大会を終えて、葛西は自身のTwitterで「タカタイチデスペマニア終了。死愛には負けたが 戦前『死んでも良い覚悟で』 と言っていたデスペの心を折ってやった とりま有言実行 負けて悔し泣き この涙があれば、葛西純はまだまだ強くなれる 全盛期は10年後 デスペ お互い今よりも強くなって、またリングで会おう 今日も生きる」とツイート。

 

同じくデスペラードも試合後、自身のTwitterで「見事にぶっ生き返されました 心はぶち折られました 折られてよかった 俺はまたここから生きて 成長して また必ず葛西さんと試合させてもらいます ありがとうございました」とツイート。

 

試合後、SNSでも両者の戦いは絶賛され、Twitterでは試合2日後に「#タカタイチデスペ後」がトレンド入りした。

▼ユーザーコメント(部分抜粋)

・ある意味プロレスの見方を変えさせられた試合だと思う。

・試合後のお2人のマイクを観てしまって泣きました。

・何回観ても泣くやろな。2人とも最狂‼︎‼︎

・葛西さんのマイクで泣きました。

・プロレス好きでよかったとしみじみ思えました。

・感動だらけです。

・プロレスから生きる活力をいただきました

・勇気を貰いました。

多くの人々の心を揺さぶった両者の戦いに観衆は驚嘆し、試合後の葛西の言葉が共感を呼び、そして感動した。

人々を魅了するカリスマ葛西純というレスラーにデスペラードも尊敬の念を示し、ここまでの舞台に仕上げてきた両者に魅了された。

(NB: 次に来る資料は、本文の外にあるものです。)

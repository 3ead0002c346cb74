use serde::{Deserialize, Serialize};

/// Response body for `POST /namespaces/:namespace/repositories/:name/resync`.
/// The resync itself runs in the background; the response only acknowledges
/// that it was scheduled.
#[derive(Debug, Clone, Default, Serialize, Deserialize, PartialEq)]
#[serde(rename_all = "camelCase")]
pub struct ResyncRepositoryResponse {}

葛西純vsエル・デスペラードが見せつけた凄まじい死闘、とてつもなく凄くて素晴らしい一戦であった。

葛西が語る言葉には多くの思いが込められている。

「オレたちはよ、死んでもおかしくねえ、大きなケガしてもおかしくねえリングに上がって、生きて、生きて、生きてリングを下りなきゃいけないだろうが!死んでもいい覚悟なんて、捨ててしまえ。死んでもいい覚悟なんていらねえんだよ!そうすれば、お前はもっと強くなる。」

危険と隣り合わせのプロレスラーという職業、そして自身がより危険度の高いデスマッチを主にしているが故、「生きてリングを降りる覚悟」を口にした葛西純の言葉はとてつもなく重い。